I was in tears as Harry walked to his death.  He knew he had to die and was ready.  How painful to not be able to say goodbye to one's friends, but how brave to go knowing his death would protect them.  I was pleased that Dumbledore was able to meet Harry after he died.  Finally everything was understood.  Harry had to discover the truth the hard way.  "You are the true master of death, because the true master does not seek to run away from Death.  He accepts that he must die, and understands that there are far, far worse things in the living world that dying."  I absolutely loved that quote.  Also:  "Do not pity the dead, Harry.  Pity the living, and, above all, those who live without love."  And finally, when Harry asks if this interaction with Dumbledore is real or in his head, "Of course it is happening inside your head, Harry, but why on earth should that mean that it is not real?"

And so we come to the final battle scene.  Did you cheer for Molly Weasley like I did when she said, "NOT MY DAUGHTER, YOU BITCH!"?  Bellatrix never guessed she would be beaten by a mother, but she underestimated a mother's instinct to protect her children.  I gave another cheer when Harry started calling Voldemort by his actual name, Tom Riddle.  He is no longer the Dark Lord.  There is no fear in Harry to pronounce his name.  Harry already knows he will win this battle and the war.  The final curses were flung at one another, the Elder Wand flew through the air to its true master, and Voldemort was finally dead. 

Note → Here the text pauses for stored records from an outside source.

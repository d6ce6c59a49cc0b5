//! Deleted and edited message log repositories.
//!
//! Both logs are append-only: rows are inserted once per event and only ever read
//! back as a guild's most recent entries.

use chrono::Utc;
use sea_orm::{
    ActiveModelTrait, ActiveValue, ColumnTrait, DatabaseConnection, DbErr, EntityTrait,
    QueryFilter, QueryOrder, QuerySelect,
};

use crate::server::model::message::{
    CreateDeletedMessageParam, CreateEditedMessageParam, DeletedMessage, EditedMessage,
};

pub struct DeletedMessageRepository<'a> {
    db: &'a DatabaseConnection,
}

impl<'a> DeletedMessageRepository<'a> {
    pub fn new(db: &'a DatabaseConnection) -> Self {
        Self { db }
    }

    /// Inserts a deleted message record.
    ///
    /// # Returns
    /// - `Ok(DeletedMessage)` - The created record with generated ID and timestamps
    /// - `Err(DbErr)` - Database error during insert
    pub async fn create(&self, param: CreateDeletedMessageParam) -> Result<DeletedMessage, DbErr> {
        let now = Utc::now();

        let entity = entity::deleted_message::ActiveModel {
            guild_id: ActiveValue::Set(param.guild_id),
            channel_id: ActiveValue::Set(param.channel_id),
            message_id: ActiveValue::Set(param.message_id),
            content: ActiveValue::Set(param.content),
            author_id: ActiveValue::Set(param.author_id),
            created_at: ActiveValue::Set(now),
            updated_at: ActiveValue::Set(now),
            deleted_at: ActiveValue::Set(None),
            ..Default::default()
        }
        .insert(self.db)
        .await?;

        Ok(DeletedMessage::from_entity(entity))
    }

    /// Gets a guild's most recent deleted messages, newest first.
    ///
    /// Rows created at the same instant are ordered by descending ID. Soft-deleted rows
    /// are excluded.
    ///
    /// # Arguments
    /// - `guild_id` - Discord guild ID
    /// - `limit` - Maximum number of rows to return
    ///
    /// # Returns
    /// - `Ok(Vec<DeletedMessage>)` - Up to `limit` records, empty if none exist
    /// - `Err(DbErr)` - Database error during query
    pub async fn get_recent_by_guild(
        &self,
        guild_id: &str,
        limit: u64,
    ) -> Result<Vec<DeletedMessage>, DbErr> {
        let entities = entity::prelude::DeletedMessage::find()
            .filter(entity::deleted_message::Column::GuildId.eq(guild_id))
            .filter(entity::deleted_message::Column::DeletedAt.is_null())
            .order_by_desc(entity::deleted_message::Column::CreatedAt)
            .order_by_desc(entity::deleted_message::Column::Id)
            .limit(limit)
            .all(self.db)
            .await?;

        Ok(entities.into_iter().map(DeletedMessage::from_entity).collect())
    }
}

pub struct EditedMessageRepository<'a> {
    db: &'a DatabaseConnection,
}

impl<'a> EditedMessageRepository<'a> {
    pub fn new(db: &'a DatabaseConnection) -> Self {
        Self { db }
    }

    /// Inserts an edited message record.
    pub async fn create(&self, param: CreateEditedMessageParam) -> Result<EditedMessage, DbErr> {
        let now = Utc::now();

        let entity = entity::edited_message::ActiveModel {
            guild_id: ActiveValue::Set(param.guild_id),
            channel_id: ActiveValue::Set(param.channel_id),
            message_id: ActiveValue::Set(param.message_id),
            old_content: ActiveValue::Set(param.old_content),
            new_content: ActiveValue::Set(param.new_content),
            author_id: ActiveValue::Set(param.author_id),
            created_at: ActiveValue::Set(now),
            updated_at: ActiveValue::Set(now),
            deleted_at: ActiveValue::Set(None),
            ..Default::default()
        }
        .insert(self.db)
        .await?;

        Ok(EditedMessage::from_entity(entity))
    }

    /// Gets a guild's most recent edited messages, newest first.
    pub async fn get_recent_by_guild(
        &self,
        guild_id: &str,
        limit: u64,
    ) -> Result<Vec<EditedMessage>, DbErr> {
        let entities = entity::prelude::EditedMessage::find()
            .filter(entity::edited_message::Column::GuildId.eq(guild_id))
            .filter(entity::edited_message::Column::DeletedAt.is_null())
            .order_by_desc(entity::edited_message::Column::CreatedAt)
            .order_by_desc(entity::edited_message::Column::Id)
            .limit(limit)
            .all(self.db)
            .await?;

        Ok(entities.into_iter().map(EditedMessage::from_entity).collect())
    }
}
//! Data transfer objects exchanged with API clients.
//!
//! These types define the JSON shapes of request and response bodies. Field names follow
//! the wire format the bot client already speaks (`guildID`, `authorID`, ...), while
//! request bodies also accept the snake_case spellings the client sends.

pub mod api;
pub mod guild;
pub mod message;
use sea_orm::entity::prelude::*;

#[derive(Clone, Debug, PartialEq, Eq, DeriveEntityModel)]
#[sea_orm(table_name = "edited_messages")]
pub struct Model {
    #[sea_orm(primary_key)]
    pub id: i32,
    pub guild_id: String,
    pub channel_id: String,
    pub message_id: String,
    #[sea_orm(column_type = "Text")]
    pub old_content: String,
    #[sea_orm(column_type = "Text")]
    pub new_content: String,
    pub author_id: String,
    pub created_at: DateTimeUtc,
    pub updated_at: DateTimeUtc,
    pub deleted_at: Option<DateTimeUtc>,
}

#[derive(Copy, Clone, Debug, EnumIter, DeriveRelation)]
pub enum Relation {}

impl ActiveModelBehavior for ActiveModel {}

Much later, sweet Luna provides an escape for the exhausted Harry and he retreats to the headmaster's study.  As they enter, they are greeted by the "earsplitting" applause of all the former headmasters and headmistresses of Hogwarts.  Harry lets go of the Hallows.  He repairs his own wand and finds a way to break the Elder Wand's power.  All is well.  Life goes on.  They grow up and they are happy. 

Whew!  This was an extremely quick journey through Harry Potter's world.  Eight weeks to read seven rather large novels during the busiest time of the year took real effort, but it has been very rewarding.  I know that I will probably go back and read a few of the later books again, if not the entire series.  I hope that my children will someday read these books.  I am happy that I did.  Thank you for joining me on this journey and thank you to all of the Potter fans who told me over and over again that I must read these books.  You were right.